# Barrel-Vault Portico Pics



## Tom R (Jun 1, 2004)

In response to a PM from one our distiguished (overseas) members, - - here's a few more pics of the portico I designed and built. 

Actually, - - my original design was to have it set 8" lower than it is, - - but the customer wanted the fascias to line up. Definite mistake , in my opinion, - - setting it lower not only makes it seem more cozy, but also offers better weather-protection. But other than that, it came out real good. I also shingled the whole roof at the same time, - - which made life more convenient. Roofing didn't even have time to flatten out yet when pics were taken. Did the job October 2 years ago, - - them pumpkins reminded me.

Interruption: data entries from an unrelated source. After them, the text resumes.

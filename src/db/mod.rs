mod connection;
mod helpers;
mod migrations;
mod repositories;

pub use connection::Database;
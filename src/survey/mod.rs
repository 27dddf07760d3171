pub mod engine;
pub mod geo;
pub mod state;
pub mod telemetry;

pub use engine::{LocationUpdate, MotionFeed, SurveySessionEngine, SurveySnapshot};
pub use geo::{distance_step, haversine_distance, DistanceStep, LocationFix};
pub use state::{
    SegmentDraft, SegmentScore, SegmentState, SessionPhase, SurveyState, Transition,
};
pub use telemetry::{StoreFlusher, TelemetryBuffer};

Got another customer wants the exact same one, - - but haven't found the time yet, - - he's only been waitin' a couple years so far :laughing: 

Apologies in advance if the pics are a little blurry, - - seems like mine always are . . .


----------



## Tom R (Jun 1, 2004)

Here's the 'upshot' again for anybody who didn't catch it in the original post . . .


----------



## Debookkeeper (Jul 23, 2006)

Most impressive Tom! :clap: :notworthy


----------



## jmic (Dec 10, 2005)

Tom,
Nice work, really added alot of appeal to the home.:thumbsup:


----------



## Melissa (Feb 23, 2006)

Very nice. I agree lower would've been better, but I didn't notice til you pointed it out. 

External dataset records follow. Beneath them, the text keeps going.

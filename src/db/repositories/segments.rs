use anyhow::{bail, Result};
use rusqlite::{params, Row};

use crate::db::{
    connection::Database,
    helpers::{
        from_optional_json, parse_condition, parse_datetime, to_json, to_optional_json, to_u32,
        to_u8,
    },
};
use crate::models::RoadSegment;
use crate::scoring::ConfidenceLevel;
use crate::vibration::RoadCondition;

fn row_to_segment(row: &Row) -> Result<RoadSegment> {
    let started_at: String = row.get("started_at")?;
    let ended_at: String = row.get("ended_at")?;
    let confidence = to_u8(row.get("confidence")?, "confidence")?;
    let auto_condition: String = row.get("auto_condition")?;
    let manual_condition: Option<String> = row.get("manual_condition")?;
    let media_json: String = row.get("media_json")?;

    Ok(RoadSegment {
        id: row.get("id")?,
        session_id: row.get("session_id")?,
        started_at: parse_datetime(&started_at, "started_at")?,
        ended_at: parse_datetime(&ended_at, "ended_at")?,
        start_distance_m: row.get("start_distance_m")?,
        end_distance_m: row.get("end_distance_m")?,
        start_location: from_optional_json(row.get("start_location_json")?, "start_location")?,
        end_location: from_optional_json(row.get("end_location_json")?, "end_location")?,
        roughness_rms: row.get("roughness_rms")?,
        consistency: row.get("consistency")?,
        confidence,
        confidence_level: ConfidenceLevel::from_score(confidence),
        auto_condition: parse_condition(&auto_condition)?,
        manual_condition: manual_condition
            .as_deref()
            .map(parse_condition)
            .transpose()?,
        index: from_optional_json(row.get("index_json")?, "index")?,
        sample_count: to_u32(row.get("sample_count")?, "sample_count")?,
        name: row.get("name")?,
        surface_type: row.get("surface_type")?,
        notes: row.get("notes")?,
        media: from_optional_json(Some(media_json), "media")?.unwrap_or_default(),
        assessment: from_optional_json(row.get("assessment_json")?, "assessment")?,
    })
}

impl Database {
    pub async fn insert_road_segment(&self, segment: &RoadSegment) -> Result<()> {
        let segment = segment.clone();
        self.execute(move |conn| {
            conn.execute(
                "INSERT INTO segments (
                    id,
                    session_id,
                    started_at,
                    ended_at,
                    start_distance_m,
                    end_distance_m,
                    start_location_json,
                    end_location_json,
                    roughness_rms,
                    consistency,
                    confidence,
                    auto_condition,
                    manual_condition,
                    index_json,
                    sample_count,
                    name,
                    surface_type,
                    notes,
                    media_json,
                    assessment_json
                ) VALUES (?1, ?2, ?3, ?4, ?5, ?6, ?7, ?8, ?9, ?10, ?11, ?12, ?13, ?14, ?15, ?16, ?17, ?18, ?19, ?20)",
                params![
                    segment.id,
                    segment.session_id,
                    segment.started_at.to_rfc3339(),
                    segment.ended_at.to_rfc3339(),
                    segment.start_distance_m,
                    segment.end_distance_m,
                    to_optional_json(segment.start_location.as_ref(), "start_location")?,
                    to_optional_json(segment.end_location.as_ref(), "end_location")?,
                    segment.roughness_rms,
                    segment.consistency,
                    segment.confidence,
                    segment.auto_condition.as_str(),
                    segment.manual_condition.map(|c| c.as_str()),
                    to_optional_json(segment.index.as_ref(), "index")?,
                    segment.sample_count,
                    segment.name,
                    segment.surface_type,
                    segment.notes,
                    to_json(&segment.media, "media")?,
                    to_optional_json(segment.assessment.as_ref(), "assessment")?,
                ],
            )?;
            Ok(())
        })
        .await
    }

    /// Segments of a session ordered along the route.
    pub async fn segments_for_session(&self, session_id: &str) -> Result<Vec<RoadSegment>> {
        let session_id = session_id.to_string();
        self.execute(move |conn| {
            let mut stmt = conn.prepare(
                "SELECT
                    id,
                    session_id,
                    started_at,
                    ended_at,
                    start_distance_m,
                    end_distance_m,
                    start_location_json,
                    end_location_json,
                    roughness_rms,
                    consistency,
                    confidence,
                    auto_condition,
                    manual_condition,
                    index_json,
                    sample_count,
                    name,
                    surface_type,
                    notes,
                    media_json,
                    assessment_json
                FROM segments
                WHERE session_id = ?1
                ORDER BY start_distance_m ASC, started_at ASC",
            )?;

            let mut rows = stmt.query(params![session_id])?;
            let mut segments = Vec::new();
            while let Some(row) = rows.next()? {
                segments.push(row_to_segment(row)?);
            }
            Ok(segments)
        })
        .await
    }

    pub async fn set_manual_condition(
        &self,
        segment_id: &str,
        manual_condition: Option<RoadCondition>,
    ) -> Result<()> {
        let segment_id = segment_id.to_string();
        self.execute(move |conn| {
            let changed = conn.execute(
                "UPDATE segments SET manual_condition = ?1 WHERE id = ?2",
                params![manual_condition.map(|c| c.as_str()), segment_id],
            )?;
            if changed == 0 {
                bail!("segment {segment_id} not found");
            }
            Ok(())
        })
        .await
    }
}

I see you were rockin out while working. :laughing: We have the same Dewalt radio.


----------



## Tom R (Jun 1, 2004)

Thanks all, - - yah, funny thing about that radio, - - it's always the first 'tool' out of the truck, - - and the last one back in . . . :thumbsup:


----------



## ProWallGuy (Oct 17, 2003)

Tom R said:


> - - it's always the first 'tool' out of the truck, - - and the last one back in . . . :thumbsup:


Hey Tom, I thought that was _you_!

:laughing: :jester: :laughing: 

Hey, J/K. I couldn't resist.


----------



## summertime (Sep 10, 2006)

*Thanks for pictures*

Hi Tom, just found the pictures tonight, could not find them before, great concept, great job and great pictures, I would like to do one, without the shingles, don't use them over here and would not know what to do with them. thanks again Roy


----------



## JTW (Jan 22, 2009)

Tom, I assume because the post is old the pics. are gone. can you repost them, I am working on a couple of proposals that my customer is seeking some options in portico design. Many thanks.


----------